18 Doing the best I can, I consider that it is more likely than not that the vital conversation took place in accordance with the file note of 5 October 2001.
19 On this basis, has the plaintiff established his case?
20 Under s 74K of the Real Property Act 1900 the Court may extend a caveat if it considers that the caveat may have substance. An order made under that section enures until the real question between the parties can be properly tried. If an extension of caveat were the only order sought, it may be that it ought to be made. However, the amended summons seeks a final determination of the real question between the parties, namely whether the plaintiff is entitled to an equitable interest in the defendant’s land at Kurrajong. I must thus determine this question on a final basis.
21 One consequence of this is that many of the arguments as to the form or validity of the caveat go by the bye. However, I should deal with most of them in some detail as they were a prime focus of the argument before me.
22 Mr Blake of counsel for the defendant says that the caveat is so defective in form that it cannot be cured. Further, he submits that there are eight good reasons why there is no caveatable interest in the land held by the plaintiff and why the plaintiff is not entitled to the declaration he seeks.
23 I will deal with the matter of form of the caveat and then consider Mr Blake’s eight reasons which are:
(1) Section 23C of the Conveyancing Act 1919 operates to deny the valid creation of any equitable interest in the plaintiff;
(2) No evidence that Baker was the client as opposed to his company;
(3) No evidence that the plaintiff was the person entitled to the interest;
(4) The plaintiff’s invoices were not in accordance with the Legal Profession Act 1987;
(5) There is no charge on land when the charge operates only on the proceeds of sale;
(6) There is no evidence that Baker understood what permitting a caveat to be placed over his land entailed;
(8) Troncone v Aliperti was wrongly decided.(7) Troncone v Aliperti (1994) 6 BPR 13,291 is distinguishable on the facts of the present case;
24 Mr Blake submitted that s 74F(5) of the Real Property Act 1900 and the Real Property Regulation 1998 make it clear what a caveat must contain and the present document fell woefully short of the standard.

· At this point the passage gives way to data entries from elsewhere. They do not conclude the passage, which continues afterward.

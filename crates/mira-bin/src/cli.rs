// SPDX-License-Identifier: PolyForm-Noncommercial-1.0.0
// Copyright (c) 2025 Sylvex. All rights reserved.

//! CLI argument parsing and command definitions.
//!
//! Subcommands:
//!
//! - `run`: start the mirror (default)
//! - `validate`: validate the configuration file and exit
//! - `version`: show version information

use std::path::PathBuf;

use clap::{Args, Parser, Subcommand, ValueEnum};

// =============================================================================
// Main CLI Structure
// =============================================================================

/// MIRA - Mirrored Industrial Resource Address-space
///
/// Synchronizes an OPC UA address-space tree from a source server onto a
/// target server: structural mirroring, periodic drift-correcting resync,
/// and live subscription-driven value forwarding.
#[derive(Parser, Debug)]
#[command(
    name = "mira",
    author = "Sylvex <contact@sylvex.io>",
    version = mira_core::VERSION,
    about = "OPC UA address-space mirror",
    long_about = None,
    propagate_version = true
)]
pub struct Cli {
    /// Configuration file path
    #[arg(
        short,
        long,
        default_value = "mira.yaml",
        env = "MIRA_CONFIG",
        global = true
    )]
    pub config: PathBuf,

    /// Log level (trace, debug, info, warn, error)
    #[arg(short, long, env = "MIRA_LOG_LEVEL", global = true)]
    pub log_level: Option<String>,

    /// Log format (text, json, compact)
    #[arg(long, env = "MIRA_LOG_FORMAT", global = true)]
    pub log_format: Option<LogFormat>,

    /// Subcommand to execute
    #[command(subcommand)]
    pub command: Option<Commands>,
}

// =============================================================================
// Subcommands
// =============================================================================

/// Available subcommands.
#[derive(Subcommand, Debug, Clone)]
pub enum Commands {
    /// Start the mirror
    ///
    /// This is the default command when no subcommand is specified.
    Run(RunArgs),

    /// Validate the configuration file
    ///
    /// Parses and validates the configuration without opening any session.
    Validate,

    /// Show version information
    Version,
}

/// Arguments for the `run` command.
#[derive(Args, Debug, Clone)]
pub struct RunArgs {
    /// Mirror an in-process simulated address space instead of connecting
    /// to real servers. Useful for demos and smoke tests.
    #[arg(long)]
    pub simulate: bool,

    /// Run a single full sync cycle and exit instead of staying live.
    #[arg(long)]
    pub once: bool,
}

/// Log output format.
#[derive(ValueEnum, Debug, Clone, Copy, PartialEq, Eq)]
pub enum LogFormat {
    /// Human-readable text output.
    Text,
    /// JSON output for log aggregation.
    Json,
    /// Compact single-line output.
    Compact,
}

impl LogFormat {
    /// Parses the config-file representation.
    pub fn from_config(value: &str) -> Self {
        match value {
            "json" => Self::Json,
            "compact" => Self::Compact,
            _ => Self::Text,
        }
    }
}

// =============================================================================
// Tests
// =============================================================================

25 There was some debate as to whether the name of the caveator had been stated. The facts are that, as at the date of the engagement, Mr Jones was the sole member of the Sydney firm, Jones king Lawyers. However, as at the date the work was performed by that firm, there was at least one other partner. As the caveat was to secure the cost of the work done by the firm, the caveators should have been named as all the partners of the current firm.
26 Mr T Davie, for the plaintiff, argued that Mr Jones was the caveator and that decisions such as that of the Full Supreme Court of Western Australia in Connell v Bond Corp Pty Ltd (1992) 8 WAR 352, 373 which I followed in Bush v Hanlon (4 August 1998, unreported) clearly show that a partner has an interest in each and every asset of the partnership. Thus, if a two partner firm is owed a debt, each partner has an interest in that debt and, if the firm has an equitable interest in property, each partner has an equitable interest in that property.
27 The type and quantum of the interest held by each partner has not, so far as I am aware, been decided. I will briefly return to this matter further under the third of Mr Blake’s eight reasons. Mr Davie’s argument was that there was no mistake in the name of the caveator and that person was one with a caveatable interest. I must accept that statement subject to the eight reasons.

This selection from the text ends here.